Writer believes war was over taxes

Published 12:00 am Saturday, April 9, 2011

April is designated Confederate History Month in Alabama by the Governor and State Board of Education. Abraham Lincoln and the U.S. Congress repeatedly stated the war was caused by taxes only and not slavery.

In his message to Congress, Lincoln explained: “My policy sought only to hold the public places and property, not already wrested from the Government, and to collect the revenue.”

Lincoln declared war in two proclamations, writing: “Whereas, the laws of the United States for the collection of the revenue cannot be effectually executed,” he had ordered 75,000 troops to invade the Confederate States and their ports blockaded.

Under the newly enacted Morrill Tariff Act, everyone who bought even a frying pan or axe paid 40 percent federal sales tax on the item, if imported from Europe, or 40 percent more in price, if bought from Northern manufacturers.

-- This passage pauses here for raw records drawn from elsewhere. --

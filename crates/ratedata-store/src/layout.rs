//! Data root layout.

use chrono::NaiveDate;
use ratedata_types::{DaySegment, SEGMENT_EXTENSION, Symbol};
use std::path::{Path, PathBuf};

use crate::StoreError;

/// Layout of the output tree: `<root>/<SYMBOL>/<YYYY-MM-DD>.csv`.
#[derive(Debug, Clone, PartialEq, Eq)]
pub struct DataLayout {
    root: PathBuf,
}

impl DataLayout {
    /// Creates a layout rooted at `root`. Nothing is created on disk.
    #[must_use]
    pub fn new(root: impl Into<PathBuf>) -> Self {
        Self { root: root.into() }
    }

    /// Returns the data root.
    #[must_use]
    pub fn root(&self) -> &Path {
        &self.root
    }

    /// Returns the directory holding a symbol's day files.
    #[must_use]
    pub fn symbol_dir(&self, symbol: &Symbol) -> PathBuf {
        self.root.join(symbol.as_str())
    }

    /// Creates the symbol directory (and the root) if missing, returning it.
    ///
    /// # Errors
    ///
    /// Returns [`StoreError::CreateDir`] if the directory cannot be created.
    pub fn ensure_symbol_dir(&self, symbol: &Symbol) -> Result<PathBuf, StoreError> {
        let dir = self.symbol_dir(symbol);
        std::fs::create_dir_all(&dir).map_err(|source| StoreError::CreateDir {
            path: dir.clone(),
            source,
        })?;
        Ok(dir)
    }

    /// Returns the path a segment of `symbol` is written to.
    #[must_use]
    pub fn segment_path(&self, symbol: &Symbol, segment: &DaySegment) -> PathBuf {
        self.symbol_dir(symbol).join(segment.file_name())
    }

    /// Returns the days already stored for `symbol`, sorted.
    ///
    /// A missing symbol directory yields an empty list. Files whose names are
    /// not `YYYY-MM-DD.csv` are ignored.
    ///
    /// # Errors
    ///
    /// Returns [`StoreError::ReadDir`] if the directory exists but cannot be listed.
    pub fn stored_days(&self, symbol: &Symbol) -> Result<Vec<NaiveDate>, StoreError> {
        let dir = self.symbol_dir(symbol);
        let read_dir_error = |source: std::io::Error| StoreError::ReadDir {
            path: dir.clone(),
            source,
        };

        let entries = match std::fs::read_dir(&dir) {
            Ok(entries) => entries,
            Err(e) if e.kind() == std::io::ErrorKind::NotFound => return Ok(Vec::new()),
            Err(e) => return Err(read_dir_error(e)),
        };

        let mut days = Vec::new();
        for entry in entries {
            let path = entry.map_err(read_dir_error)?.path();
            if path.extension().and_then(|ext| ext.to_str()) != Some(SEGMENT_EXTENSION) {
                continue;
            }
            let Some(stem) = path.file_stem().and_then(|stem| stem.to_str()) else {
                continue;
            };
            if let Ok(day) = NaiveDate::parse_from_str(stem, "%Y-%m-%d") {
                days.push(day);
            }
        }
        days.sort_unstable();
        Ok(days)
    }
}
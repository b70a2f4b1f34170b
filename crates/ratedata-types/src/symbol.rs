//! Currency pair symbols.

use serde::{Deserialize, Serialize};
use thiserror::Error;

/// Symbols the rate data archive is commonly queried for.
const KNOWN: [&str; 6] = ["AUD_USD", "EUR_USD", "GBP_USD", "NZD_USD", "USD_CAD", "USD_JPY"];

/// Length of an ISO 4217 currency code.
const CODE_LEN: usize = 3;

/// Error for strings that are not a currency pair.
#[derive(Error, Debug, Clone, PartialEq, Eq)]
#[error("Invalid symbol {0:?}: expected a currency pair such as EUR_USD")]
pub struct SymbolError(pub String);

/// A currency pair identifier in archive form, e.g. `EUR_USD`.
#[derive(Debug, Clone, PartialEq, Eq, Hash, PartialOrd, Ord, Serialize, Deserialize)]
#[serde(try_from = "String", into = "String")]
pub struct Symbol(String);

impl Symbol {
    /// Returns the symbols offered by default.
    #[must_use]
    pub fn known() -> Vec<Self> {
        KNOWN.iter().map(|s| Self((*s).to_string())).collect()
    }

    /// Returns the archive form, e.g. `EUR_USD`.
    #[must_use]
    pub fn as_str(&self) -> &str {
        &self.0
    }

    /// Returns the base currency code.
    #[must_use]
    pub fn base(&self) -> &str {
        &self.0[..CODE_LEN]
    }

    /// Returns the quote currency code.
    #[must_use]
    pub fn quote(&self) -> &str {
        &self.0[CODE_LEN + 1..]
    }

    /// Returns the human-readable name, e.g. `EUR/USD`.
    #[must_use]
    pub fn display_name(&self) -> String {
        format!("{}/{}", self.base(), self.quote())
    }
}

impl std::str::FromStr for Symbol {
    type Err = SymbolError;

    /// Accepts `EUR_USD`, `EUR/USD`, `EURUSD` and their lowercase forms.
    fn from_str(s: &str) -> Result<Self, Self::Err> {
        let upper = s.trim().to_ascii_uppercase();
        let codes: String = upper.chars().filter(|c| !matches!(c, '_' | '/')).collect();
        let separators = upper.len() - codes.len();

        let separator_in_place = upper
            .as_bytes()
            .get(CODE_LEN)
            .is_some_and(|b| matches!(b, b'_' | b'/'));

        let valid = codes.len() == CODE_LEN * 2
            && codes.bytes().all(|b| b.is_ascii_uppercase())
            && (separators == 0 || (separators == 1 && separator_in_place));

        if !valid {
            return Err(SymbolError(s.to_string()));
        }

        Ok(Self(format!("{}_{}", &codes[..CODE_LEN], &codes[CODE_LEN..])))
    }
}

impl TryFrom<String> for Symbol {
    type Error = SymbolError;

    fn try_from(value: String) -> Result<Self, Self::Error> {
        value.parse()
    }
}

impl From<Symbol> for String {
    fn from(symbol: Symbol) -> Self {
        symbol.0
    }
}

/// Parses a list of symbols, dropping duplicates while keeping order.
///
/// # Errors
///
/// Returns an error if any entry is invalid or the list is empty.
pub fn parse_symbols<I, S>(items: I) -> crate::Result<Vec<Symbol>>
where
    I: IntoIterator<Item = S>,
    S: AsRef<str>,
{
    let mut symbols: Vec<Symbol> = Vec::new();
    for item in items {
        let symbol: Symbol = item.as_ref().parse()?;
        if !symbols.contains(&symbol) {
            symbols.push(symbol);
        }
    }

    if symbols.is_empty() {
        return Err(crate::RatedataError::NoSymbols);
    }
    Ok(symbols)
}

impl std::fmt::Display for Symbol {
    fn fmt(&self, f: &mut std::fmt::Formatter<'_>) -> std::fmt::Result {
        f.write_str(&self.0)
    }
}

Southerners paid 80 percent of all federal taxes, and the North received 80 percent of the tax revenue.

Lincoln proclaimed in his First Inaugural Speech: “I have no purpose, directly or indirectly, to interfere with the institution of slavery in the States where it exists. I believe I have no lawful right to do so, and I have no inclination to do so.”

Even the Emancipation Proclamation enacted half way through Lincoln’s Tax War, did not free slaves in the North, like Gen. U. S. Grant’s four slaves he owned throughout the War, and did not free almost a million slaves owned by the U.S. government as contraband in the Southern states under federal military occupation.

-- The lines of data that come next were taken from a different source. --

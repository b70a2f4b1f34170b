//! Month range and month iteration.

use chrono::{Datelike, Months, NaiveDate};

use crate::MonthRangeError;

/// An inclusive range of calendar months.
///
/// Both ends are stored as the first day of their month.
#[derive(Debug, Clone, Copy, PartialEq, Eq)]
pub struct MonthRange {
    /// First month (inclusive).
    pub start: NaiveDate,
    /// Last month (inclusive).
    pub end: NaiveDate,
}

impl MonthRange {
    /// Creates a new month range, validating that start <= end.
    ///
    /// The day component of both dates is ignored.
    ///
    /// # Errors
    ///
    /// Returns an error if the start month is after the end month.
    pub fn new(start: NaiveDate, end: NaiveDate) -> Result<Self, MonthRangeError> {
        let start = first_of_month(start);
        let end = first_of_month(end);
        if start > end {
            return Err(MonthRangeError::InvalidRange { start, end });
        }
        Ok(Self { start, end })
    }

    /// Parses a range from two month strings (see [`parse_month`]).
    ///
    /// # Errors
    ///
    /// Returns an error if either month is malformed or the range is inverted.
    pub fn parse(start: &str, end: &str) -> Result<Self, MonthRangeError> {
        Self::new(parse_month(start)?, parse_month(end)?)
    }

    /// Creates a range covering a single month.
    #[must_use]
    pub fn single_month(date: NaiveDate) -> Self {
        let month = first_of_month(date);
        Self {
            start: month,
            end: month,
        }
    }

    /// Returns an iterator over the first day of every month in the range.
    pub const fn months(&self) -> MonthIterator {
        MonthIterator {
            current: Some(self.start),
            end: self.end,
        }
    }

    /// Returns the total number of months in the range.
    ///
    /// An inverted range, only constructible through the public fields, has
    /// no months.
    #[must_use]
    pub fn total_months(&self) -> usize {
        let span = (self.end.year() - self.start.year()) * 12 + self.end.month() as i32
            - self.start.month() as i32;
        usize::try_from(span + 1).unwrap_or(0)
    }

    /// Returns true if the range contains the month of the given date.
    #[must_use]
    pub fn contains(&self, date: NaiveDate) -> bool {
        let month = first_of_month(date);
        month >= self.start && month <= self.end
    }
}

impl std::fmt::Display for MonthRange {
    fn fmt(&self, f: &mut std::fmt::Formatter<'_>) -> std::fmt::Result {
        write!(
            f,
            "{} to {}",
            self.start.format("%Y-%m"),
            self.end.format("%Y-%m")
        )
    }
}

/// Iterator over the months of a [`MonthRange`].
#[derive(Debug, Clone)]
pub struct MonthIterator {
    current: Option<NaiveDate>,
    end: NaiveDate,
}

impl Iterator for MonthIterator {
    type Item = NaiveDate;

    fn next(&mut self) -> Option<Self::Item> {
        let month = self.current.filter(|m| *m <= self.end)?;
        self.current = month.checked_add_months(Months::new(1));
        Some(month)
    }

    fn size_hint(&self) -> (usize, Option<usize>) {
        let remaining = self
            .current
            .filter(|m| *m <= self.end)
            .map_or(0, |m| MonthRange { start: m, end: self.end }.total_months());
        (remaining, Some(remaining))
    }
}

impl ExactSizeIterator for MonthIterator {}

/// Parses a month given as `YYYY-MM`, `YYYY/M` or a full `YYYY-MM-DD` date.
///
/// Returns the first day of that month.
///
/// # Errors
///
/// Returns an error if the string is not a valid month.
///
/// # Example
///
/// ```
/// use ratedata_types::parse_month;
///
/// let month = parse_month("2014/1").unwrap();
/// assert_eq!(month.to_string(), "2014-01-01");
/// ```
pub fn parse_month(s: &str) -> Result<NaiveDate, MonthRangeError> {
    let invalid = || MonthRangeError::InvalidMonth(s.to_string());
    let trimmed = s.trim();

    if let Ok(date) = NaiveDate::parse_from_str(trimmed, "%Y-%m-%d") {
        return Ok(first_of_month(date));
    }

    let (year, month) = trimmed
        .split_once(['-', '/'])
        .ok_or_else(invalid)?;
    let year: i32 = year.parse().map_err(|_| invalid())?;
    let month: u32 = month.parse().map_err(|_| invalid())?;

    NaiveDate::from_ymd_opt(year, month, 1).ok_or_else(invalid)
}

fn first_of_month(date: NaiveDate) -> NaiveDate {
    date.with_day(1).unwrap_or(date)
}
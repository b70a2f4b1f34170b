//! Log subscriber setup.

use anyhow::Result;
use tracing_subscriber::{EnvFilter, fmt, layer::SubscriberExt, util::SubscriberInitExt};

/// Maps `-q` and the `-v` count to a default filter directive.
pub(crate) const fn level_for(verbose: u8, quiet: bool) -> &'static str {
    if quiet {
        return "error";
    }
    match verbose {
        0 => "warn",
        1 => "info",
        2 => "debug",
        _ => "trace",
    }
}

/// Installs a stderr fmt subscriber. `RUST_LOG` overrides `level`.
pub(crate) fn init_logging(level: &str) -> Result<()> {
    let filter = EnvFilter::try_from_default_env().unwrap_or_else(|_| EnvFilter::new(level));

    tracing_subscriber::registry()
        .with(filter)
        .with(fmt::layer().with_writer(std::io::stderr).with_target(false))
        .try_init()
        .map_err(|e| anyhow::anyhow!("Failed to init logging: {e}"))?;

    Ok(())
}
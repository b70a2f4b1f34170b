//! Record parsing and daily partitioning for ratedata tick archive splitter.
//!
//! This crate holds the only part of ratedata that inspects bundle contents:
//!
//! - [`RecordParser`] - Turns one CSV record into a [`Tick`](ratedata_types::Tick)
//! - [`DayAccumulator`] - Buffers lines until a day boundary
//! - [`DailyPartitioner`] - Streams a bundle as a sequence of day segments
//! - [`partition_bundle`] - Collects a whole bundle, all or nothing
//!
//! It performs no filesystem or network access.

#![doc = include_str!("../README.md")]
#![doc(issue_tracker_base_url = "https://github.com/factordynamics/ratedata/issues/")]
#![cfg_attr(docsrs, feature(doc_cfg, doc_auto_cfg))]
#![warn(missing_docs)]
#![forbid(unsafe_code)]

mod error;
mod partitioner;
mod record;

pub use error::{MalformedReason, PartitionError};
pub use partitioner::{DailyPartitioner, DayAccumulator, partition_bundle};
pub use record::{ASK_COLUMN, BID_COLUMN, ColumnIndex, RecordParser, TIMESTAMP_COLUMN};
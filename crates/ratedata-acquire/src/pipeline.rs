//! The acquisition loop.

use bytes::Bytes;
use futures::stream::{self, StreamExt};
use ratedata_fetch::{BundleSource, DownloadError};
use ratedata_store::{DataLayout, SegmentWriter};
use ratedata_types::BundleKey;
use std::sync::Arc;

use crate::{BundleError, RunReport, SkipReason, UnitOutcome, process_bundle};

/// Tunables of an acquisition run.
#[derive(Debug, Clone)]
pub struct AcquireConfig {
    /// Maximum bundles downloaded at once.
    pub concurrency: usize,
    /// Whether day files are synced to disk before being renamed into place.
    pub sync: bool,
}

impl Default for AcquireConfig {
    fn default() -> Self {
        Self {
            concurrency: 4,
            sync: false,
        }
    }
}

/// Runs bundle plans: fetch, extract, partition, write.
///
/// Downloads run as their own tasks, up to the concurrency limit ahead of the
/// bundle being settled, so they keep progressing while a transform runs.
/// Outcomes are settled strictly in plan order and each bundle's transform
/// finishes before the next begins.
#[derive(Debug)]
pub struct Acquisition<S> {
    source: Arc<S>,
    layout: DataLayout,
    writer: SegmentWriter,
    concurrency: usize,
}

impl<S: BundleSource + 'static> Acquisition<S> {
    /// Creates an acquisition writing below `layout`.
    ///
    /// A concurrency of zero is treated as one.
    #[must_use]
    pub fn new(source: S, layout: DataLayout, concurrency: usize) -> Self {
        Self {
            source: Arc::new(source),
            layout,
            writer: SegmentWriter::new(),
            concurrency: concurrency.max(1),
        }
    }

    /// Creates an acquisition from a config.
    #[must_use]
    pub fn with_config(source: S, layout: DataLayout, config: &AcquireConfig) -> Self {
        Self::new(source, layout, config.concurrency)
            .with_writer(SegmentWriter::new().with_sync(config.sync))
    }

    /// Replaces the segment writer.
    #[must_use]
    pub const fn with_writer(mut self, writer: SegmentWriter) -> Self {
        self.writer = writer;
        self
    }

    /// Returns the output layout.
    #[must_use]
    pub const fn layout(&self) -> &DataLayout {
        &self.layout
    }

    /// Returns the download concurrency.
    #[must_use]
    pub const fn concurrency(&self) -> usize {
        self.concurrency
    }

    /// Processes every bundle of `plan`, in order.
    ///
    /// Never fails as a whole: each bundle's result is recorded in the report.
    pub async fn run(&self, plan: Vec<BundleKey>) -> RunReport {
        self.run_with_progress(plan, |_| {}).await
    }

    /// Like [`run`](Self::run), calling `on_unit` as each bundle is settled.
    pub async fn run_with_progress<F>(&self, plan: Vec<BundleKey>, mut on_unit: F) -> RunReport
    where
        F: FnMut(&UnitOutcome),
    {
        tracing::info!(bundles = plan.len(), concurrency = self.concurrency, "starting run");

        let mut fetches = stream::iter(plan)
            .map(|key| {
                let source = Arc::clone(&self.source);
                let fetch_key = key.clone();
                let handle = tokio::spawn(async move { source.fetch(&fetch_key).await });
                async move { (key, handle.await) }
            })
            .buffered(self.concurrency);

        let mut report = RunReport::new();
        while let Some((key, joined)) = fetches.next().await {
            let outcome = match joined {
                Ok(result) => self.settle(key, result).await,
                Err(e) => {
                    tracing::warn!(
                        symbol = %key.symbol, year = key.year, month = key.month, week = key.week,
                        error = %e, "download task failed"
                    );
                    UnitOutcome::skipped(
                        key,
                        SkipReason::Transport,
                        Some(format!("download task failed: {e}")),
                    )
                }
            };
            on_unit(&outcome);
            report.push(outcome);
        }

        tracing::info!(
            written = report.written(),
            skipped = report.skipped(),
            segments = report.segments(),
            "run finished"
        );
        report
    }

    async fn settle(
        &self,
        key: BundleKey,
        fetched: Result<Option<Bytes>, DownloadError>,
    ) -> UnitOutcome {
        let bytes = match fetched {
            Ok(Some(bytes)) => bytes,
            Ok(None) => {
                tracing::warn!(
                    symbol = %key.symbol, year = key.year, month = key.month, week = key.week,
                    "bundle not found"
                );
                return UnitOutcome::skipped(key, SkipReason::Missing, None);
            }
            Err(e) => {
                tracing::warn!(
                    symbol = %key.symbol, year = key.year, month = key.month, week = key.week,
                    error = %e, "download failed"
                );
                return UnitOutcome::skipped(key, SkipReason::Transport, Some(e.to_string()));
            }
        };

        let dir = match self.layout.ensure_symbol_dir(&key.symbol) {
            Ok(dir) => dir,
            Err(e) => {
                tracing::error!(
                    symbol = %key.symbol, path = %e.path().display(), error = %e,
                    "cannot create symbol directory"
                );
                return UnitOutcome::skipped(key, SkipReason::Store, Some(e.to_string()));
            }
        };

        let writer = self.writer;
        let processed =
            match tokio::task::spawn_blocking(move || process_bundle(&bytes, &dir, &writer)).await
            {
                Ok(result) => result,
                Err(e) => Err(BundleError::from(e)),
            };

        match processed {
            Ok(summary) => {
                tracing::info!(
                    symbol = %key.symbol, year = key.year, month = key.month, week = key.week,
                    segments = summary.segments(), ticks = summary.ticks,
                    "bundle written"
                );
                UnitOutcome::written(key, summary.segments(), summary.ticks, summary.files)
            }
            Err(e) => {
                let reason = e.skip_reason();
                tracing::warn!(
                    symbol = %key.symbol, year = key.year, month = key.month, week = key.week,
                    %reason, error = %e, "bundle skipped"
                );
                UnitOutcome::skipped(key, reason, Some(e.to_string()))
            }
        }
    }
}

The most divisive lie ever shoved down the throats of the American people is that Lincoln’s Tax War was fought to end slavery.

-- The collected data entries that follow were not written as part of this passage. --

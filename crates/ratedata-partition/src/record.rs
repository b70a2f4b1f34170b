//! Record parsing: one CSV record to one [`Tick`].

use csv::StringRecord;
use ratedata_types::{Tick, parse_timestamp};

use crate::{MalformedReason, PartitionError};

/// Header name of the timestamp column.
pub const TIMESTAMP_COLUMN: &str = "RateDateTime";
/// Header name of the bid column.
pub const BID_COLUMN: &str = "RateBid";
/// Header name of the ask column.
pub const ASK_COLUMN: &str = "RateAsk";

/// Positions of the consumed columns within a bundle header.
#[derive(Debug, Clone, Copy, PartialEq, Eq)]
pub struct ColumnIndex {
    timestamp: usize,
    bid: usize,
    ask: usize,
    width: usize,
}

impl ColumnIndex {
    /// Locates the timestamp, bid and ask columns by name.
    ///
    /// Names are compared after trimming surrounding whitespace. Columns other
    /// than the three consumed ones are ignored.
    ///
    /// # Errors
    ///
    /// Returns [`PartitionError::MissingColumn`] naming the first absent column.
    pub fn from_names<'a, I>(names: I) -> Result<Self, PartitionError>
    where
        I: IntoIterator<Item = &'a str>,
    {
        let names: Vec<&str> = names.into_iter().map(str::trim).collect();
        let find = |column: &'static str| {
            names
                .iter()
                .position(|name| *name == column)
                .ok_or(PartitionError::MissingColumn { column })
        };

        Ok(Self {
            timestamp: find(TIMESTAMP_COLUMN)?,
            bid: find(BID_COLUMN)?,
            ask: find(ASK_COLUMN)?,
            width: names.len(),
        })
    }

    /// Returns the number of header columns every record must carry.
    #[must_use]
    pub const fn width(&self) -> usize {
        self.width
    }
}

/// Turns records of one bundle into ticks.
#[derive(Debug, Clone, Copy)]
pub struct RecordParser {
    columns: ColumnIndex,
}

impl RecordParser {
    /// Creates a parser for the given header record.
    ///
    /// # Errors
    ///
    /// Returns an error if a required column is missing.
    pub fn from_header(header: &StringRecord) -> Result<Self, PartitionError> {
        Ok(Self::new(ColumnIndex::from_names(header.iter())?))
    }

    /// Creates a parser from already located columns.
    #[must_use]
    pub const fn new(columns: ColumnIndex) -> Self {
        Self { columns }
    }

    /// Returns the located columns.
    #[must_use]
    pub const fn columns(&self) -> ColumnIndex {
        self.columns
    }

    /// Parses one record; `line` is only used for error reporting.
    ///
    /// # Errors
    ///
    /// Returns [`PartitionError::MalformedRecord`] if the field count differs
    /// from the header or the timestamp matches neither encoding.
    pub fn parse(&self, record: &StringRecord, line: u64) -> Result<Tick, PartitionError> {
        let malformed = |reason| PartitionError::MalformedRecord { line, reason };

        if record.len() != self.columns.width {
            return Err(malformed(MalformedReason::FieldCount {
                expected: self.columns.width,
                found: record.len(),
            }));
        }

        // Width was checked above, so every index is present.
        let field = |index| record.get(index).unwrap_or_default();

        let timestamp = parse_timestamp(field(self.columns.timestamp))
            .map_err(|e| malformed(MalformedReason::Timestamp(e)))?;

        Ok(Tick::new(
            timestamp,
            field(self.columns.bid),
            field(self.columns.ask),
        ))
    }
}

On April 8, 1861 Lincoln started his tax war, like the Japanese at Pearl Harbor, by a surprise attack on Charleston Harbor, S.C., with 11 armed warships to occupy Ft. Sumter, a federal tax collection fort.

Confederate President Jefferson Davis described the surprise attack by Lincoln’s fleet in his Message To The Confederate States Congress:

“That this maneuver failed in its purpose was not the fault of those who contrived it. A heavy tempest delayed the arrival of the expedition and gave time to the commander of our forces at Charleston to ask and receive the instructions of this Government. I directed a proposal to be made to the commander of Ft. Sumter that we would abstain from directing our fire on Ft. Sumter if he would promise not to open fire on our forces unless first attacked. This proposal was refused and the conclusion was reached that the design of the United States was to place the besieging (Confederate) force at Charleston between the simultaneous fire of the (U.S.) fleet and the fort. There remained, therefore, no alternative but to direct that the fort (Sumter) should at once be reduced.”